February 2025 Market Update | Keller Home Loans

February 6, 2025

Market Update

February 2025 Market Update

February 2025 Market Update

As we kick off February, several important economic trends are shaping the outlook for the housing and mortgage markets. While there are no drastic shifts at the moment, evolving fiscal policies, inflation pressures, and interest rate changes are all impacting buyer and seller decisions. Let’s break down what’s happening and how it affects you and your clients.

Mortgage Rates: Slight Relief, but Still High

After hitting a peak of 7.05% on January 14th, mortgage rates have come down slightly—by about 0.25%. However, they are still around 0.3% higher than the levels seen in early December. This volatility is largely due to uncertainty surrounding fiscal policies, such as taxes and government spending, as well as global geopolitical risks.

For now, there’s no clear trend in either direction. The market is essentially in a wait-and-see mode, which can leave both buyers and sellers feeling cautious. Understanding this context will help you better guide your clients through the current landscape.

Economic Growth is Slowing

The U.S. economy showed weaker-than-expected growth in the last quarter of 2024. GDP rose by 2.3%, falling short of the 2.7% forecast and significantly below Q3’s 3.1% growth. This came as a surprise to many, especially since election-year spending and preemptive purchases related to tariff concerns were expected to boost economic activity.

This slowdown is sending mixed signals to the market. On one hand, economic deceleration could ease inflationary pressures and eventually lead to lower rates. On the other hand, continued uncertainty may prevent rates from declining quickly in the short term.

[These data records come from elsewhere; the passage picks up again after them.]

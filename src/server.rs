//! WebSocket and HTTP surface of the real-time gateway
//!
//! Every WebSocket connection gets a coordinator connection id. Inbound text
//! frames are parsed and dispatched one at a time; outbound frames are pushed
//! by a separate task so a slow client never blocks a session.

use std::sync::Arc;

use axum::{
    Json, Router,
    extract::{
        Path, State,
        ws::{Message, WebSocket, WebSocketUpgrade},
    },
    http::StatusCode,
    response::IntoResponse,
    routing::get,
};
use futures_util::{sink::SinkExt, stream::StreamExt};
use serde::Serialize;
use tokio::sync::mpsc;
use tower_http::trace::TraceLayer;

use super::{
    config::Config,
    coordinator::{Coordinator, Outbound, Stats},
    protocol::IncomingMessage,
    session::SessionInfo,
    session_code::SessionCode,
};

/// Builds the router serving `/ws`, `/api/health` and `/api/sessions/{code}`
pub fn router(coordinator: Arc<Coordinator>) -> Router {
    Router::new()
        .route("/ws", get(websocket_handler))
        .route("/api/health", get(health_check))
        .route("/api/sessions/{code}", get(session_detail))
        .layer(TraceLayer::new_for_http())
        .with_state(coordinator)
}

/// Serves the gateway until Ctrl+C or SIGTERM
///
/// # Errors
///
/// Returns an error if the listener cannot be bound or the server fails.
pub async fn run_server(
    config: &Config,
    coordinator: Arc<Coordinator>,
) -> Result<(), Box<dyn std::error::Error>> {
    let bind_addr = format!("{}:{}", config.host, config.port);
    let listener = tokio::net::TcpListener::bind(&bind_addr).await?;

    tracing::info!("quiz server listening on {}", listener.local_addr()?);
    tracing::info!("connect to: ws://{}/ws", bind_addr);

    axum::serve(listener, router(coordinator))
        .with_graceful_shutdown(shutdown_signal())
        .await?;

    tracing::info!("server shutdown complete");
    Ok(())
}

async fn shutdown_signal() {
    let ctrl_c = async {
        if let Err(error) = tokio::signal::ctrl_c().await {
            tracing::error!(%error, "failed to listen for ctrl+c");
        }
    };

    #[cfg(unix)]
    let terminate = async {
        match tokio::signal::unix::signal(tokio::signal::unix::SignalKind::terminate()) {
            Ok(mut signal) => {
                signal.recv().await;
            }
            Err(error) => {
                tracing::error!(%error, "failed to listen for SIGTERM");
                std::future::pending::<()>().await;
            }
        }
    };

    #[cfg(not(unix))]
    let terminate = std::future::pending::<()>();

    tokio::select! {
        () = ctrl_c => {},
        () = terminate => {},
    }
    tracing::info!("shutdown signal received");
}

#[derive(Debug, Serialize)]
struct Health {
    status: &'static str,
    #[serde(flatten)]
    stats: Stats,
}

async fn health_check(State(coordinator): State<Arc<Coordinator>>) -> Json<Health> {
    Json(Health {
        status: "ok",
        stats: coordinator.stats().await,
    })
}

async fn session_detail(
    State(coordinator): State<Arc<Coordinator>>,
    Path(code): Path<String>,
) -> Result<Json<SessionInfo>, StatusCode> {
    let code = code
        .parse::<SessionCode>()
        .map_err(|_| StatusCode::BAD_REQUEST)?;
    coordinator
        .session_info(code)
        .await
        .map(Json)
        .ok_or(StatusCode::NOT_FOUND)
}

async fn websocket_handler(
    ws: WebSocketUpgrade,
    State(coordinator): State<Arc<Coordinator>>,
) -> impl IntoResponse {
    ws.on_upgrade(move |socket| handle_socket(socket, coordinator))
}

/// Pushes queued frames to the socket until the queue closes or a close is requested
fn pusher_loop(
    mut rx: mpsc::UnboundedReceiver<Outbound>,
    mut sender: futures_util::stream::SplitSink<WebSocket, Message>,
) -> tokio::task::JoinHandle<()> {
    tokio::spawn(async move {
        while let Some(frame) = rx.recv().await {
            match frame {
                Outbound::Text(text) => {
                    if sender.send(Message::Text(text.into())).await.is_err() {
                        break;
                    }
                }
                Outbound::Close => {
                    let _ = sender.send(Message::Close(None)).await;
                    break;
                }
            }
        }
    })
}

async fn handle_socket(socket: WebSocket, coordinator: Arc<Coordinator>) {
    let (sender, mut receiver) = socket.split();
    let (id, rx) = coordinator.connect();
    tracing::info!(connection = %id, "client connected");

    let dispatcher = coordinator.clone();
    let mut recv_task = tokio::spawn(async move {
        while let Some(message) = receiver.next().await {
            let message = match message {
                Ok(message) => message,
                Err(error) => {
                    tracing::debug!(connection = %id, %error, "websocket error");
                    break;
                }
            };

            match message {
                Message::Text(text) => match IncomingMessage::parse(&text) {
                    Ok(message) => dispatcher.dispatch(id, message).await,
                    Err(error) => dispatcher.report_malformed(id, &error),
                },
                Message::Close(_) => {
                    tracing::debug!(connection = %id, "client requested close");
                    break;
                }
                _ => {}
            }
        }
    });

    let mut send_task = pusher_loop(rx, sender);

    tokio::select! {
        _ = &mut recv_task => send_task.abort(),
        _ = &mut send_task => recv_task.abort(),
    };

    coordinator.disconnect(id).await;
    tracing::info!(connection = %id, "client disconnected");
}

Treasury Yields and Inflation: No Clear Direction Yet

The U.S. 10-year Treasury yield—a key indicator that influences long-term mortgage rates—remains near the 5% mark, having bounced between 3.7% and 5.0% over the past 18 months. While there have been periods of sharp rallies and sell-offs, there hasn’t been a sustained trend in either direction.

At the same time, inflation, as measured by the Core PCE, was 2.8% in December, indicating that progress toward the Federal Reserve’s 2% target remains slow. This has kept mortgage rates under upward pressure, though they haven’t spiked further for now.